Exercise details
Could each entry below be printed again exactly as given?

Source information

use serde::Deserialize;

// -----------------------------------------------------------------------------
// ----- Constants -------------------------------------------------------------

pub const API_VERSION: u8 = 10;

// -----------------------------------------------------------------------------
// ----- Compression -----------------------------------------------------------

#[derive(Debug, Clone, Copy, PartialEq, Eq, Default, Deserialize)]
#[serde(rename_all = "kebab-case")]
pub enum Compression {
    None,
    #[default]
    ZlibStream,
}

impl Compression {
    pub fn as_query(self) -> Option<&'static str> {
        match self {
            Compression::None => None,
            Compression::ZlibStream => Some("zlib-stream"),
        }
    }
}

// -----------------------------------------------------------------------------
// ----- Gateway URL -----------------------------------------------------------

/// Appends the version, encoding and compression query to a gateway base URL.
/// Any query already present on `base` is replaced.
pub fn gateway_url(base: &str, compression: Compression) -> String {
    let base = base.split('?').next().unwrap_or(base).trim_end_matches('/');

    let mut url = format!("{base}/?v={API_VERSION}&encoding=json");
    if let Some(mode) = compression.as_query() {
        url.push_str("&compress=");
        url.push_str(mode);
    }
    url
}

// -----------------------------------------------------------------------------
// ----- Tests -----------------------------------------------------------------


// -----------------------------------------------------------------------------
// -----------------------------------------------------------------------------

Result of this exercise
use serde::Deserialize;

// -----------------------------------------------------------------------------
// ----- Constants -------------------------------------------------------------

pub const API_VERSION: u8 = 10;

// -----------------------------------------------------------------------------
// ----- Compression -----------------------------------------------------------

#[derive(Debug, Clone, Copy, PartialEq, Eq, Default, Deserialize)]
#[serde(rename_all = "kebab-case")]
pub enum Compression {
    None,
    #[default]
    ZlibStream,
}

impl Compression {
    pub fn as_query(self) -> Option<&'static str> {
        match self {
            Compression::None => None,
            Compression::ZlibStream => Some("zlib-stream"),
        }
    }
}

// -----------------------------------------------------------------------------
// ----- Gateway URL -----------------------------------------------------------

/// Appends the version, encoding and compression query to a gateway base URL.
/// Any query already present on `base` is replaced.
pub fn gateway_url(base: &str, compression: Compression) -> String {
    let base = base.split('?').next().unwrap_or(base).trim_end_matches('/');

    let mut url = format!("{base}/?v={API_VERSION}&encoding=json");
    if let Some(mode) = compression.as_query() {
        url.push_str("&compress=");
        url.push_str(mode);
    }
    url
}

// -----------------------------------------------------------------------------
// ----- Tests -----------------------------------------------------------------


// -----------------------------------------------------------------------------
// -----------------------------------------------------------------------------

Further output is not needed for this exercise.